**Exercise aim:**
Across the records below, how many lines contain the string "ConfigBuilder"? Give the number by itself.

**Information:**
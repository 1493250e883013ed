//! Values and metadata on tree nodes.
//!
//! A [`ValueNode`] is an intrinsic [`Node`] whose payload is a JSON `value`
//! plus a bag of named attributes (`data`). The layer only uses the public
//! tree operations; it adds path-creating writes, an isomorphic `map`, and a
//! JSON encoding (see [`codec`]).
//!
//! # Examples
//!
//! ```
//! use arbor::ValueNode;
//! use serde_json::json;
//!
//! let root = ValueNode::with_value(json!("root"));
//! let leaf = root.put_value("a/0/0/c", json!(null), None).unwrap();
//!
//! assert_eq!(root.pick("a/0/0/c"), Some(leaf));
//! assert_eq!(root.flatten().len(), 5);
//! ```

mod attribute;
pub mod codec;

use indexmap::IndexMap;
use serde::{Deserialize, Serialize};
use serde_json::Value;

pub use attribute::{Attribute, AttributeView, StructuralField};

use crate::error::{Error, Result};
use crate::path::TreePath;
use crate::store::{Intrinsic, Node, RelationshipStore};

/// The payload of a [`ValueNode`].
#[derive(Debug, Clone, Default, PartialEq, Serialize, Deserialize)]
pub struct Payload {
    /// The node's value.
    #[serde(default)]
    pub value: Value,
    /// Named attributes, in insertion order.
    #[serde(default)]
    pub data: IndexMap<String, Value>,
}

impl Payload {
    /// A payload with `value` and no attributes.
    #[must_use]
    pub fn new(value: Value) -> Self {
        Self {
            value,
            data: IndexMap::new(),
        }
    }
}

/// A tree node carrying a JSON value and named attributes.
pub type ValueNode = Node<Payload>;

fn check_writable(name: &str) -> Result<()> {
    match Attribute::parse(name) {
        Attribute::Structural(field) => Err(Error::InvalidAttribute {
            name: field.name().to_owned(),
        }),
        Attribute::User(_) => Ok(()),
    }
}

impl Node<Payload> {
    /// A new root node holding `value`.
    #[must_use]
    pub fn with_value(value: Value) -> Self {
        Self::new(Payload::new(value))
    }

    /// A copy of the node's value.
    #[must_use]
    pub fn value(&self) -> Value {
        self.payload().value.clone()
    }

    /// Overwrite the node's value.
    pub fn set_value(&self, value: Value) {
        self.payload_mut().value = value;
    }

    /// A copy of the node's attribute bag.
    #[must_use]
    pub fn data(&self) -> IndexMap<String, Value> {
        self.payload().data.clone()
    }

    /// Read an attribute by name.
    ///
    /// Reserved names read the node's structural state.
    #[must_use]
    pub fn attribute(&self, name: &str) -> AttributeView {
        match Attribute::parse(name) {
            Attribute::Structural(StructuralField::Parent) => AttributeView::Parent(self.parent()),
            Attribute::Structural(StructuralField::Key) => AttributeView::Key(self.key()),
            Attribute::Structural(StructuralField::Children) => {
                AttributeView::Children(self.children())
            }
            Attribute::User(name) => AttributeView::User(self.payload().data.get(&name).cloned()),
        }
    }

    /// Set a user attribute.
    ///
    /// # Errors
    ///
    /// Returns [`Error::InvalidAttribute`] for `parent`, `key` or `children`.
    pub fn set_attribute(&self, name: &str, value: Value) -> Result<()> {
        check_writable(name)?;
        self.payload_mut().data.insert(name.to_owned(), value);
        Ok(())
    }

    /// Remove a user attribute, returning its previous value.
    ///
    /// # Errors
    ///
    /// Returns [`Error::InvalidAttribute`] for `parent`, `key` or `children`.
    pub fn remove_attribute(&self, name: &str) -> Result<Option<Value>> {
        check_writable(name)?;
        Ok(self.payload_mut().data.shift_remove(name))
    }

    /// Merge `data` into the attribute bag.
    ///
    /// # Errors
    ///
    /// Returns [`Error::InvalidAttribute`] if any name is reserved; the bag is
    /// left untouched.
    pub fn set_data(&self, data: IndexMap<String, Value>) -> Result<()> {
        for name in data.keys() {
            check_writable(name)?;
        }
        self.payload_mut().data.extend(data);
        Ok(())
    }

    /// Resolve `path`, creating any missing node along the way with
    /// `default_value` as its value.
    #[must_use]
    pub fn pick_or_create(&self, path: impl Into<TreePath>, default_value: &Value) -> Self {
        let path = path.into();
        let mut store = Intrinsic::new();
        let mut current = self.clone();
        for key in &path {
            current = match store.child(&current, key) {
                Some(child) => child,
                None => {
                    // A fresh node has no relatives, so linking it cannot
                    // break any invariant.
                    let created = Self::with_value(default_value.clone());
                    store.link(&current, key, &created);
                    created
                }
            };
        }
        current
    }

    /// Create or overwrite the node at `path` with `value`, merging `data`
    /// into its attributes. Missing intermediate nodes get a `null` value.
    ///
    /// # Errors
    ///
    /// Returns [`Error::InvalidAttribute`] if `data` names a reserved
    /// attribute. Nothing is created in that case.
    pub fn put_value(
        &self,
        path: impl Into<TreePath>,
        value: Value,
        data: Option<IndexMap<String, Value>>,
    ) -> Result<Self> {
        self.put_value_with(path, value, data, &Value::Null)
    }

    /// [`put_value`](Self::put_value) with `default_value` for missing
    /// intermediate nodes.
    ///
    /// # Errors
    ///
    /// Same as [`put_value`](Self::put_value).
    pub fn put_value_with(
        &self,
        path: impl Into<TreePath>,
        value: Value,
        data: Option<IndexMap<String, Value>>,
        default_value: &Value,
    ) -> Result<Self> {
        if let Some(data) = &data {
            for name in data.keys() {
                check_writable(name)?;
            }
        }

        let target = self.pick_or_create(path, default_value);
        target.set_value(value);
        if let Some(data) = data {
            target.set_data(data)?;
        }
        Ok(target)
    }

    /// Install `node` at `path`, creating missing intermediate nodes and
    /// replacing whatever was there.
    ///
    /// # Errors
    ///
    /// Returns [`Error::EmptyPathNotAllowed`] for the empty path, and
    /// [`Error::CircularReference`] if `node` would become its own ancestor.
    /// Both are detected before anything is created.
    pub fn put_node(&self, path: impl Into<TreePath>, node: &Self) -> Result<()> {
        self.put_node_with(path, node, &Value::Null)
    }

    /// [`put_node`](Self::put_node) with `default_value` for missing
    /// intermediate nodes.
    ///
    /// # Errors
    ///
    /// Same as [`put_node`](Self::put_node).
    pub fn put_node_with(
        &self,
        path: impl Into<TreePath>,
        node: &Self,
        default_value: &Value,
    ) -> Result<()> {
        let path = path.into();
        let (parent_path, key) = path.split_last().ok_or(Error::EmptyPathNotAllowed)?;

        // The deepest existing node on the way to the attach point; anything
        // created below it is fresh and cannot be an ancestor of `node`.
        let mut anchor = self.clone();
        for step in &parent_path {
            match anchor.child(step) {
                Some(child) => anchor = child,
                None => break,
            }
        }
        if node == &anchor || node.is_ancestor_of(&anchor) {
            return Err(Error::CircularReference {
                key: key.to_owned(),
            });
        }

        let target = self.pick_or_create(&path, default_value);
        target.replace_with(node)
    }

    /// Build a tree with the same shape whose payloads are `f` applied to
    /// this tree's payloads.
    ///
    /// The result shares no nodes with `self`. `f` is called exactly once per
    /// node.
    #[must_use]
    pub fn map(&self, mut f: impl FnMut(&Payload) -> Payload) -> Self {
        let mut store = Intrinsic::new();
        let root = Self::new(f(&self.payload()));
        let mut stack = vec![(self.clone(), root.clone())];
        while let Some((source, target)) = stack.pop() {
            for (key, child) in source.children() {
                let copy = Self::new(f(&child.payload()));
                store.link(&target, &key, &copy);
                stack.push((child, copy));
            }
        }
        root
    }
}
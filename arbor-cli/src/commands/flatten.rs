//! Command to list every node of a tree by its path.

use crate::error::CliError;
use crate::utils::{pick_existing, read_tree, GlobalOptions};
use arbor::value::codec::render;
use arbor::Config;
use clap::{Args, ValueEnum};
use serde_json::{Map, Value};
use std::path::PathBuf;

/// Output layout for `flatten`.
#[derive(Debug, Clone, Copy, Default, PartialEq, Eq, ValueEnum)]
pub enum FlattenFormat {
    /// One `/path<TAB>value` line per node
    #[default]
    Text,
    /// A JSON object from path to value
    Json,
}

/// List every node by its path.
#[derive(Args)]
pub struct FlattenCommand {
    /// Tree document
    #[arg(value_name = "FILE")]
    pub file: PathBuf,

    /// Start from the subtree at this path
    #[arg(long, value_name = "PATH")]
    pub path: Option<String>,

    /// Output format
    #[arg(long, value_enum, default_value_t = FlattenFormat::Text)]
    pub format: FlattenFormat,
}

impl FlattenCommand {
    pub fn execute(self, _global: &GlobalOptions, config: &Config) -> Result<(), CliError> {
        let root = read_tree(&self.file)?;
        let start = match self.path {
            Some(ref path) => pick_existing(&root, path)?,
            None => root,
        };

        let flat = start.flatten_with(config.collision_policy())?;

        match self.format {
            FlattenFormat::Text => {
                for (path, node) in &flat {
                    println!("/{path}\t{}", node.value());
                }
            }
            FlattenFormat::Json => {
                let object: Map<String, Value> = flat
                    .iter()
                    .map(|(path, node)| (path.clone(), node.value()))
                    .collect();
                println!("{}", render(&Value::Object(object), &config.json())?);
            }
        }
        Ok(())
    }
}
//! Common test utilities for integration tests.

use arbor::ValueNode;
use serde_json::{json, Value};

/// Builds `root -> a -> {c, d}, root -> b` with each value equal to its key.
#[allow(dead_code)]
pub fn sample_tree() -> ValueNode {
    let root = ValueNode::with_value(json!("root"));
    for path in ["a", "a/c", "a/d", "b"] {
        let key = path.rsplit('/').next().unwrap_or(path);
        root.put_value(path, json!(key), None).unwrap();
    }
    root
}

/// Values of `nodes` in order.
#[allow(dead_code)]
pub fn values(nodes: &[ValueNode]) -> Vec<Value> {
    nodes.iter().map(ValueNode::value).collect()
}
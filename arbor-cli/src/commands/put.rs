//! Command to set the value at a path.

use crate::error::CliError;
use crate::utils::{
    emit_tree, parse_data_arg, parse_path_arg, parse_value_arg, read_tree, GlobalOptions,
};
use arbor::Config;
use clap::Args;
use std::path::PathBuf;

/// Set the value (and attributes) at a path, creating nodes as needed.
#[derive(Args)]
pub struct PutCommand {
    /// Tree document
    #[arg(value_name = "FILE")]
    pub file: PathBuf,

    /// Path of the node to write, or a JSON array of keys
    #[arg(value_name = "PATH")]
    pub path: String,

    /// New value; parsed as JSON, otherwise taken as a string
    #[arg(value_name = "VALUE")]
    pub value: String,

    /// Attributes to merge, as a JSON object
    #[arg(long, value_name = "JSON")]
    pub data: Option<String>,

    /// Rewrite FILE instead of printing the result
    #[arg(long)]
    pub write: bool,
}

impl PutCommand {
    pub fn execute(self, _global: &GlobalOptions, config: &Config) -> Result<(), CliError> {
        let data = self.data.as_deref().map(parse_data_arg).transpose()?;
        let value = parse_value_arg(&self.value);
        let path = parse_path_arg(&self.path)?;

        let root = read_tree(&self.file)?;
        let node = root.put_value_with(
            path,
            value,
            data,
            &config.default_value(),
        )?;
        log::debug!("put value at '{}'", node.path());

        emit_tree(&root, config, &self.file, self.write)
    }
}
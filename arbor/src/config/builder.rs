//! Layered configuration assembly.

use std::path::{Path, PathBuf};

use crate::config::environment::EnvironmentConfig;
use crate::config::loader::{ConfigLoader, ConfigSource};
use crate::config::merger::ConfigMerger;
use crate::config::schema::Config;
use crate::config::validator::ConfigValidator;
use crate::error::Result;

/// Builds a [`Config`] from every configured source.
///
/// Sources are applied from lowest to highest precedence: built-in
/// defaults, the user file, the project `arbor.yaml`, an explicit file,
/// `ARBOR_*` variables, then programmatic overrides. The result is
/// validated before it is returned.
///
/// # Examples
///
/// ```
/// use arbor::config::{Config, ConfigBuilder};
///
/// let config = ConfigBuilder::new()
///     .skip_files()
///     .skip_env()
///     .with_config(Config {
///         log_mode: Some("quiet".to_string()),
///         ..Default::default()
///     })
///     .build()
///     .unwrap();
/// assert_eq!(config.log_mode.as_deref(), Some("quiet"));
/// ```
#[derive(Debug, Default)]
pub struct ConfigBuilder {
    working_dir: Option<PathBuf>,
    user_dir: Option<PathBuf>,
    explicit_file: Option<PathBuf>,
    overrides: Vec<Config>,
    skip_files: bool,
    skip_env: bool,
}

impl ConfigBuilder {
    /// Create a builder using the current directory and all sources.
    #[must_use]
    pub fn new() -> Self {
        Self::default()
    }

    /// Start project config discovery from `dir`.
    #[must_use]
    pub fn with_working_dir(mut self, dir: &Path) -> Self {
        self.working_dir = Some(dir.to_path_buf());
        self
    }

    /// Read the user config from `dir` instead of `~/.arbor`.
    #[must_use]
    pub fn with_user_dir(mut self, dir: &Path) -> Self {
        self.user_dir = Some(dir.to_path_buf());
        self
    }

    /// Layer an explicitly named file above the discovered ones.
    ///
    /// The file is read even when discovery is skipped, and must exist.
    #[must_use]
    pub fn with_file(mut self, path: &Path) -> Self {
        self.explicit_file = Some(path.to_path_buf());
        self
    }

    /// Apply `config` above every other source. Later calls win.
    #[must_use]
    pub fn with_config(mut self, config: Config) -> Self {
        self.overrides.push(config);
        self
    }

    /// Do not discover user or project files.
    #[must_use]
    pub fn skip_files(mut self) -> Self {
        self.skip_files = true;
        self
    }

    /// Ignore `ARBOR_*` environment variables.
    #[must_use]
    pub fn skip_env(mut self) -> Self {
        self.skip_env = true;
        self
    }

    /// Load, merge and validate.
    ///
    /// # Errors
    ///
    /// Returns an error if a file cannot be read or parsed, an environment
    /// variable is malformed, or the merged result fails validation.
    pub fn build(self) -> Result<Config> {
        let mut sources: Vec<ConfigSource> = Vec::new();

        if !self.skip_files {
            let working_dir = match self.working_dir {
                Some(dir) => dir,
                None => std::env::current_dir()?,
            };
            sources.extend(ConfigLoader::load_all(
                &working_dir,
                self.user_dir.as_deref(),
            )?);
        }

        if let Some(path) = self.explicit_file {
            let config = ConfigLoader::load_file(&path)?;
            sources.push(ConfigSource {
                path,
                precedence: 3,
                config,
            });
        }

        for source in &sources {
            log::debug!("loaded configuration from {}", source.path.display());
        }

        let mut config = ConfigMerger::merge(sources);

        if !self.skip_env {
            EnvironmentConfig::apply_overrides(&mut config)?;
        }

        for overlay in &self.overrides {
            ConfigMerger::merge_into(&mut config, overlay);
        }

        ConfigValidator::validate(&config)?;
        Ok(config)
    }
}

#[cfg(test)]
mod tests {
    use super::*;
    use crate::config::JsonConfig;
    use crate::error::Error;
    use std::fs;
    use tempfile::TempDir;

    #[test]
    fn test_defaults_only() {
        let config = ConfigBuilder::new().skip_files().skip_env().build().unwrap();
        assert_eq!(config, Config::default());
    }

    #[test]
    fn test_explicit_file_over_project() {
        let project = TempDir::new().unwrap();
        let user = TempDir::new().unwrap();
        fs::write(project.path().join("arbor.yaml"), "json:\n  indent: 4\n  pretty: false\n")
            .unwrap();
        let explicit = project.path().join("explicit.yaml");
        fs::write(&explicit, "json:\n  indent: 6\n").unwrap();

        let config = ConfigBuilder::new()
            .with_working_dir(project.path())
            .with_user_dir(user.path())
            .with_file(&explicit)
            .skip_env()
            .build()
            .unwrap();
        assert_eq!(config.indent(), 6);
        assert!(!config.pretty());
    }

    #[test]
    fn test_overrides_win() {
        let config = ConfigBuilder::new()
            .skip_files()
            .skip_env()
            .with_config(Config {
                json: Some(JsonConfig {
                    pretty: None,
                    indent: Some(1),
                }),
                ..Default::default()
            })
            .with_config(Config {
                json: Some(JsonConfig {
                    pretty: None,
                    indent: Some(3),
                }),
                ..Default::default()
            })
            .build()
            .unwrap();
        assert_eq!(config.indent(), 3);
    }

    #[test]
    fn test_validation_runs_after_merge() {
        let err = ConfigBuilder::new()
            .skip_files()
            .skip_env()
            .with_config(Config {
                json: Some(JsonConfig {
                    pretty: None,
                    indent: Some(99),
                }),
                ..Default::default()
            })
            .build()
            .unwrap_err();
        assert!(matches!(err, Error::Validation { .. }));
    }

    #[test]
    fn test_missing_explicit_file() {
        let dir = TempDir::new().unwrap();
        let err = ConfigBuilder::new()
            .skip_files()
            .skip_env()
            .with_file(&dir.path().join("absent.yaml"))
            .build()
            .unwrap_err();
        assert!(matches!(err, Error::Io(_)));
    }
}
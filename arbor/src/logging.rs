//! Logging infrastructure.
//!
//! The library itself only emits records through the [`log`] facade. This
//! module supplies a small stderr backend for binaries: [`Logger`] filters
//! records by a coarse [`LogLevel`] and can be installed as the global
//! `log` implementation.

use std::env;
use std::fmt;

use log::{LevelFilter, Log, Metadata, Record, SetLoggerError};

use crate::config::environment::ENV_LOG_MODE;

/// Logging level for controlling output verbosity.
///
/// Log levels are ordered from least verbose (Quiet) to most verbose (Verbose).
///
/// # Examples
///
/// ```
/// use arbor::LogLevel;
///
/// assert!(LogLevel::Quiet < LogLevel::Normal);
/// assert!(LogLevel::Normal < LogLevel::Verbose);
/// ```
#[derive(Debug, Clone, Copy, PartialEq, Eq, PartialOrd, Ord)]
pub enum LogLevel {
    /// Suppress all diagnostic output.
    Quiet,
    /// Errors and warnings.
    Normal,
    /// Everything down to debug records.
    Verbose,
}

impl fmt::Display for LogLevel {
    fn fmt(&self, f: &mut fmt::Formatter<'_>) -> fmt::Result {
        match self {
            Self::Quiet => write!(f, "quiet"),
            Self::Normal => write!(f, "normal"),
            Self::Verbose => write!(f, "verbose"),
        }
    }
}

impl LogLevel {
    /// Parses a log level from a string.
    ///
    /// Recognizes: "quiet", "normal", "verbose" (case-insensitive).
    ///
    /// # Errors
    ///
    /// Returns an error if the string is not recognized.
    ///
    /// # Examples
    ///
    /// ```
    /// use arbor::LogLevel;
    ///
    /// assert_eq!(LogLevel::parse("quiet").unwrap(), LogLevel::Quiet);
    /// assert_eq!(LogLevel::parse("VERBOSE").unwrap(), LogLevel::Verbose);
    /// assert!(LogLevel::parse("invalid").is_err());
    /// ```
    pub fn parse(s: &str) -> Result<Self, String> {
        match s.to_lowercase().as_str() {
            "quiet" => Ok(Self::Quiet),
            "normal" => Ok(Self::Normal),
            "verbose" => Ok(Self::Verbose),
            _ => Err(format!("invalid log level: {s}")),
        }
    }

    /// The `log` filter this level admits.
    #[must_use]
    pub const fn filter(self) -> LevelFilter {
        match self {
            Self::Quiet => LevelFilter::Off,
            Self::Normal => LevelFilter::Warn,
            Self::Verbose => LevelFilter::Debug,
        }
    }
}

/// A stderr logger.
///
/// # Examples
///
/// ```
/// use arbor::{Logger, LogLevel};
///
/// let logger = Logger::new(LogLevel::Normal);
/// logger.warn("printed");
/// logger.info("not printed (requires Verbose)");
/// ```
#[derive(Debug)]
pub struct Logger {
    level: LogLevel,
}

impl Logger {
    /// Creates a new logger with the specified log level.
    #[must_use]
    pub const fn new(level: LogLevel) -> Self {
        Self { level }
    }

    /// Returns the current log level.
    #[must_use]
    pub const fn level(&self) -> LogLevel {
        self.level
    }

    /// Register this logger as the global `log` backend.
    ///
    /// # Errors
    ///
    /// Fails if a backend is already installed.
    pub fn install(self) -> Result<(), SetLoggerError> {
        let filter = self.level.filter();
        log::set_boxed_logger(Box::new(self))?;
        log::set_max_level(filter);
        Ok(())
    }

    /// Logs an error message.
    pub fn error(&self, message: &str) {
        self.emit(log::Level::Error, message);
    }

    /// Logs a warning message.
    pub fn warn(&self, message: &str) {
        self.emit(log::Level::Warn, message);
    }

    /// Logs an informational message.
    pub fn info(&self, message: &str) {
        self.emit(log::Level::Info, message);
    }

    /// Logs a debug message.
    pub fn debug(&self, message: &str) {
        self.emit(log::Level::Debug, message);
    }

    fn admits(&self, level: log::Level) -> bool {
        level <= self.level.filter()
    }

    fn emit(&self, level: log::Level, message: &str) {
        if self.admits(level) {
            eprintln!("{}: {message}", level.as_str());
        }
    }
}

impl Default for Logger {
    fn default() -> Self {
        Self::new(LogLevel::Normal)
    }
}

impl Log for Logger {
    fn enabled(&self, metadata: &Metadata<'_>) -> bool {
        self.admits(metadata.level())
    }

    fn log(&self, record: &Record<'_>) {
        if self.enabled(record.metadata()) {
            eprintln!("{}: {}", record.level().as_str(), record.args());
        }
    }

    fn flush(&self) {}
}

/// Initializes a logger from CLI flags and the environment.
///
/// The priority order is:
/// 1. CLI flags (`verbose` wins over `quiet`)
/// 2. `ARBOR_LOG_MODE` environment variable
/// 3. Default (Normal)
///
/// # Examples
///
/// ```
/// use arbor::{init_logger, LogLevel};
///
/// assert_eq!(init_logger(true, false).level(), LogLevel::Verbose);
/// assert_eq!(init_logger(false, true).level(), LogLevel::Quiet);
/// ```
#[must_use]
pub fn init_logger(verbose: bool, quiet: bool) -> Logger {
    if verbose {
        return Logger::new(LogLevel::Verbose);
    }
    if quiet {
        return Logger::new(LogLevel::Quiet);
    }

    if let Ok(env_value) = env::var(ENV_LOG_MODE) {
        if let Ok(level) = LogLevel::parse(&env_value) {
            return Logger::new(level);
        }
    }

    Logger::new(LogLevel::Normal)
}
//! CLI structure and command definitions.

use crate::commands::{
    CompletionsCommand, FlattenCommand, MoveCommand, PutCommand, RemoveCommand, ShowCommand,
    ValidateCommand,
};
use clap::{Parser, Subcommand};
use std::path::PathBuf;

/// Inspect and edit JSON tree documents.
#[derive(Parser)]
#[command(name = "arbor")]
#[command(version, about = "Inspect and edit JSON tree documents", long_about = None)]
pub struct Cli {
    /// Enable verbose output
    #[arg(long, global = true)]
    pub verbose: bool,

    /// Suppress non-essential output
    #[arg(long, global = true)]
    pub quiet: bool,

    /// Read configuration from this file in addition to the discovered ones
    #[arg(long, value_name = "PATH", global = true, env = "ARBOR_CONFIG")]
    pub config: Option<PathBuf>,

    #[command(subcommand)]
    pub command: Command,
}

/// Available CLI commands.
#[derive(Subcommand)]
pub enum Command {
    /// Print a tree or subtree as JSON
    Show(ShowCommand),

    /// List every node by its path
    Flatten(FlattenCommand),

    /// Set the value (and attributes) at a path, creating nodes as needed
    Put(PutCommand),

    /// Move the node at one path to another
    Move(MoveCommand),

    /// Detach the node at a path
    Remove(RemoveCommand),

    /// Check that a file is a well-formed tree document
    Validate(ValidateCommand),

    /// Generate shell completion scripts
    Completions(CompletionsCommand),
}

**Completed exercise:**
9